To do:
Which lines of the records contain "deleted"? Collect every one of them.

Raw data:

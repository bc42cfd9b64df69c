//! Periodic purge of expired or revoked refresh sessions.

use std::time::Duration;

use immersion_db::repositories::SessionRepo;
use immersion_db::DbPool;
use tokio_util::sync::CancellationToken;

/// How often the cleanup job runs.
const CLEANUP_INTERVAL: Duration = Duration::from_secs(3600); // 1 hour

/// Run the session cleanup loop until `cancel` is triggered.
pub async fn run(pool: DbPool, cancel: CancellationToken) {
    tracing::info!(
        interval_secs = CLEANUP_INTERVAL.as_secs(),
        "Session cleanup job started"
    );

    let mut interval = tokio::time::interval(CLEANUP_INTERVAL);

    loop {
        tokio::select! {
            _ = cancel.cancelled() => {
                tracing::info!("Session cleanup job stopping");
                break;
            }
            _ = interval.tick() => {
                match SessionRepo::cleanup_expired(&pool).await {
                    Ok(deleted) if deleted > 0 => {
                        tracing::info!(deleted, "Session cleanup: purged stale sessions");
                    }
                    Ok(_) => tracing::debug!("Session cleanup: nothing to purge"),
                    Err(e) => tracing::error!(error = %e, "Session cleanup failed"),
                }
            }
        }
    }
}
//! Repository for the `agencies` table.

use immersion_core::agency::AgencyStatus;
use immersion_core::types::DbId;
use sqlx::PgExecutor;

use crate::models::agency::{Agency, AgencyFilter, AgencyPublic, CreateAgency, UpdateAgency};

/// Column list shared across queries to avoid repetition.
const COLUMNS: &str = "id, name, kind, status, address, postcode, department_code, city, \
                       agency_siret, counsellor_emails, validator_emails, refers_to_agency_id, \
                       rejection_justification, created_at, updated_at";

const PUBLIC_COLUMNS: &str =
    "id, name, kind, address, postcode, department_code, city, refers_to_agency_id";

/// Provides CRUD operations for agencies.
pub struct AgencyRepo;

impl AgencyRepo {
    /// Insert a new agency in `needsReview`, returning the created row.
    pub async fn create(
        executor: impl PgExecutor<'_>,
        input: &CreateAgency,
    ) -> Result<Agency, sqlx::Error> {
        let query = format!(
            "INSERT INTO agencies (name, kind, address, postcode, department_code, city, \
                                   agency_siret, counsellor_emails, validator_emails, refers_to_agency_id)
             VALUES ($1, $2, $3, $4, $5, $6, $7, $8, $9, $10)
             RETURNING {COLUMNS}"
        );
        sqlx::query_as::<_, Agency>(&query)
            .bind(&input.name)
            .bind(&input.kind)
            .bind(&input.address)
            .bind(&input.postcode)
            .bind(&input.department_code)
            .bind(&input.city)
            .bind(&input.agency_siret)
            .bind(&input.counsellor_emails)
            .bind(&input.validator_emails)
            .bind(input.refers_to_agency_id)
            .fetch_one(executor)
            .await
    }

    pub async fn find_by_id(
        executor: impl PgExecutor<'_>,
        id: DbId,
    ) -> Result<Option<Agency>, sqlx::Error> {
        let query = format!("SELECT {COLUMNS} FROM agencies WHERE id = $1");
        sqlx::query_as::<_, Agency>(&query)
            .bind(id)
            .fetch_optional(executor)
            .await
    }

    /// Load an agency and lock its row for the rest of the transaction, so
    /// concurrent status changes serialize.
    pub async fn find_by_id_for_update(
        executor: impl PgExecutor<'_>,
        id: DbId,
    ) -> Result<Option<Agency>, sqlx::Error> {
        let query = format!("SELECT {COLUMNS} FROM agencies WHERE id = $1 FOR UPDATE");
        sqlx::query_as::<_, Agency>(&query)
            .bind(id)
            .fetch_optional(executor)
            .await
    }

    /// Load an agency under a share lock: its status cannot change until the
    /// transaction ends, while other readers proceed.
    pub async fn find_by_id_for_share(
        executor: impl PgExecutor<'_>,
        id: DbId,
    ) -> Result<Option<Agency>, sqlx::Error> {
        let query = format!("SELECT {COLUMNS} FROM agencies WHERE id = $1 FOR SHARE");
        sqlx::query_as::<_, Agency>(&query)
            .bind(id)
            .fetch_optional(executor)
            .await
    }

    /// List active agencies, optionally filtered by department, kind and a
    /// case-insensitive name fragment.
    pub async fn list_active(
        executor: impl PgExecutor<'_>,
        filter: &AgencyFilter,
    ) -> Result<Vec<AgencyPublic>, sqlx::Error> {
        let query = format!(
            "SELECT {PUBLIC_COLUMNS} FROM agencies
             WHERE status = $1
               AND ($2::TEXT IS NULL OR department_code = $2)
               AND ($3::TEXT IS NULL OR kind = $3)
               AND ($4::TEXT IS NULL OR name ILIKE '%' || $4 || '%')
             ORDER BY name"
        );
        sqlx::query_as::<_, AgencyPublic>(&query)
            .bind(AgencyStatus::Active.as_str())
            .bind(&filter.department)
            .bind(&filter.kind)
            .bind(&filter.name)
            .fetch_all(executor)
            .await
    }

    /// Update an agency. Only non-`None` fields in `input` are applied.
    ///
    /// Returns `None` if no row with the given `id` exists.
    pub async fn update(
        executor: impl PgExecutor<'_>,
        id: DbId,
        input: &UpdateAgency,
    ) -> Result<Option<Agency>, sqlx::Error> {
        let query = format!(
            "UPDATE agencies SET
                name = COALESCE($2, name),
                address = COALESCE($3, address),
                postcode = COALESCE($4, postcode),
                department_code = COALESCE($5, department_code),
                city = COALESCE($6, city),
                agency_siret = COALESCE($7, agency_siret),
                counsellor_emails = COALESCE($8, counsellor_emails),
                validator_emails = COALESCE($9, validator_emails)
             WHERE id = $1
             RETURNING {COLUMNS}"
        );
        sqlx::query_as::<_, Agency>(&query)
            .bind(id)
            .bind(&input.name)
            .bind(&input.address)
            .bind(&input.postcode)
            .bind(&input.department_code)
            .bind(&input.city)
            .bind(&input.agency_siret)
            .bind(&input.counsellor_emails)
            .bind(&input.validator_emails)
            .fetch_optional(executor)
            .await
    }

    /// Set the status, storing the justification when one is given.
    pub async fn update_status(
        executor: impl PgExecutor<'_>,
        id: DbId,
        status: AgencyStatus,
        justification: Option<&str>,
    ) -> Result<Option<Agency>, sqlx::Error> {
        let query = format!(
            "UPDATE agencies SET status = $2, rejection_justification = $3
             WHERE id = $1
             RETURNING {COLUMNS}"
        );
        sqlx::query_as::<_, Agency>(&query)
            .bind(id)
            .bind(status.as_str())
            .bind(justification)
            .fetch_optional(executor)
            .await
    }

    /// Number of agencies still operating (pending review or active) that
    /// refer to `id`.
    pub async fn count_referring(
        executor: impl PgExecutor<'_>,
        id: DbId,
    ) -> Result<i64, sqlx::Error> {
        sqlx::query_scalar(
            "SELECT COUNT(*) FROM agencies
             WHERE refers_to_agency_id = $1 AND status IN ($2, $3)",
        )
        .bind(id)
        .bind(AgencyStatus::NeedsReview.as_str())
        .bind(AgencyStatus::Active.as_str())
        .fetch_one(executor)
        .await
    }
}
//! Host establishments, their offers and contact requests.

use serde::{Deserialize, Serialize};
use ts_rs::TS;

use crate::appellation::Appellation;
use crate::error::CoreError;
use crate::validation::{
    normalize_phone, validate_email, validate_postcode, validate_required_text, validate_siret,
    MAX_NAME_LENGTH, MAX_TEXT_LENGTH,
};

/// Default weekly cap on contact requests for a newly registered establishment.
pub const DEFAULT_MAX_CONTACTS_PER_WEEK: i32 = 10;

/// Upper bound accepted for `max_contacts_per_week`.
pub const MAX_CONTACTS_PER_WEEK_LIMIT: i32 = 100;

/// The same person may not contact the same offer again within this window.
pub const CONTACT_COOLDOWN_DAYS: i64 = 7;

/// Rolling window over which `max_contacts_per_week` is counted.
pub const CONTACT_CAP_WINDOW_DAYS: i64 = 7;

/// Whether `contacts_in_window` requests exhaust the establishment's cap.
pub fn weekly_cap_reached(contacts_in_window: i64, max_contacts_per_week: i32) -> bool {
    contacts_in_window >= i64::from(max_contacts_per_week)
}

#[derive(Debug, Clone, Copy, PartialEq, Eq, Serialize, Deserialize, TS)]
#[serde(rename_all = "SCREAMING_SNAKE_CASE")]
#[ts(export)]
pub enum ContactMode {
    Email,
    Phone,
    InPerson,
}

impl ContactMode {
    pub fn as_str(&self) -> &'static str {
        match self {
            Self::Email => "EMAIL",
            Self::Phone => "PHONE",
            Self::InPerson => "IN_PERSON",
        }
    }

    pub fn parse(s: &str) -> Option<Self> {
        match s {
            "EMAIL" => Some(Self::Email),
            "PHONE" => Some(Self::Phone),
            "IN_PERSON" => Some(Self::InPerson),
            _ => None,
        }
    }
}

#[derive(Debug, Clone, Copy, PartialEq, Eq, Serialize, Deserialize, TS)]
#[serde(rename_all = "SCREAMING_SNAKE_CASE")]
#[ts(export)]
pub enum DiscussionStatus {
    Pending,
    Accepted,
    Rejected,
}

impl DiscussionStatus {
    pub fn as_str(&self) -> &'static str {
        match self {
            Self::Pending => "PENDING",
            Self::Accepted => "ACCEPTED",
            Self::Rejected => "REJECTED",
        }
    }
}

/// The establishment contact person.
#[derive(Debug, Clone, PartialEq, Serialize, Deserialize, TS)]
#[ts(export)]
pub struct BusinessContact {
    pub first_name: String,
    pub last_name: String,
    pub email: String,
    pub phone: String,
    pub job: String,
    pub contact_mode: ContactMode,
}

/// The form an establishment fills to be listed as a host.
#[derive(Debug, Clone, PartialEq, Serialize, Deserialize, TS)]
#[ts(export)]
pub struct EstablishmentForm {
    pub siret: String,
    pub business_name: String,
    #[serde(default)]
    pub business_name_customized: Option<String>,
    pub street_address: String,
    pub postcode: String,
    pub city: String,
    #[serde(default)]
    pub naf_code: Option<String>,
    #[serde(default)]
    pub website: Option<String>,
    #[serde(default)]
    pub additional_information: Option<String>,
    pub business_contact: BusinessContact,
    pub offers: Vec<Appellation>,
    #[serde(default)]
    pub max_contacts_per_week: Option<i32>,
    #[serde(default = "default_searchable")]
    pub is_searchable: bool,
}

fn default_searchable() -> bool {
    true
}

/// Normalise the contact phone then validate the form.
pub fn normalize_and_validate(form: &mut EstablishmentForm) -> Result<(), CoreError> {
    validate_siret(&form.siret)?;
    validate_required_text("business_name", &form.business_name, MAX_NAME_LENGTH)?;
    validate_required_text("street_address", &form.street_address, MAX_TEXT_LENGTH)?;
    validate_required_text("city", &form.city, MAX_NAME_LENGTH)?;
    validate_postcode(&form.postcode)?;

    let contact = &mut form.business_contact;
    validate_required_text("business_contact.first_name", &contact.first_name, MAX_NAME_LENGTH)?;
    validate_required_text("business_contact.last_name", &contact.last_name, MAX_NAME_LENGTH)?;
    validate_required_text("business_contact.job", &contact.job, MAX_NAME_LENGTH)?;
    validate_email("business_contact.email", &contact.email)?;
    contact.phone = normalize_phone("business_contact.phone", &contact.phone)?;

    if form.offers.is_empty() {
        return Err(CoreError::Validation("At least one offer is required".into()));
    }
    for (i, offer) in form.offers.iter().enumerate() {
        offer.validate()?;
        if form.offers[..i]
            .iter()
            .any(|o| o.appellation_code == offer.appellation_code)
        {
            return Err(CoreError::Validation(format!(
                "Offer '{}' is listed more than once",
                offer.appellation_code
            )));
        }
    }

    if let Some(max) = form.max_contacts_per_week {
        if !(1..=MAX_CONTACTS_PER_WEEK_LIMIT).contains(&max) {
            return Err(CoreError::Validation(format!(
                "max_contacts_per_week must be between 1 and {MAX_CONTACTS_PER_WEEK_LIMIT}"
            )));
        }
    }

    Ok(())
}

/// A candidate's request to be put in touch with an establishment.
#[derive(Debug, Clone, PartialEq, Serialize, Deserialize, TS)]
#[ts(export)]
pub struct ContactRequest {
    pub siret: String,
    pub appellation_code: String,
    pub contact_mode: ContactMode,
    pub potential_beneficiary_first_name: String,
    pub potential_beneficiary_last_name: String,
    pub potential_beneficiary_email: String,
    #[serde(default)]
    pub potential_beneficiary_phone: Option<String>,
    #[serde(default)]
    pub message: Option<String>,
}

/// Validate a contact request against the establishment's contact mode.
///
/// Email contacts need a message; the phone is normalised when present.
pub fn validate_contact_request(
    request: &mut ContactRequest,
    establishment_mode: ContactMode,
) -> Result<(), CoreError> {
    validate_siret(&request.siret)?;
    validate_required_text(
        "potential_beneficiary_first_name",
        &request.potential_beneficiary_first_name,
        MAX_NAME_LENGTH,
    )?;
    validate_required_text(
        "potential_beneficiary_last_name",
        &request.potential_beneficiary_last_name,
        MAX_NAME_LENGTH,
    )?;
    validate_email("potential_beneficiary_email", &request.potential_beneficiary_email)?;

    if let Some(phone) = request.potential_beneficiary_phone.take() {
        request.potential_beneficiary_phone =
            Some(normalize_phone("potential_beneficiary_phone", &phone)?);
    }

    if request.contact_mode != establishment_mode {
        return Err(CoreError::Validation(format!(
            "This establishment expects contact mode '{}'",
            establishment_mode.as_str()
        )));
    }

    if request.contact_mode == ContactMode::Email {
        let message = request.message.as_deref().unwrap_or_default();
        validate_required_text("message", message, MAX_TEXT_LENGTH)?;
    }

    Ok(())
}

Expected answer:
                    Ok(deleted) if deleted > 0 => {
                        tracing::info!(deleted, "Session cleanup: purged stale sessions");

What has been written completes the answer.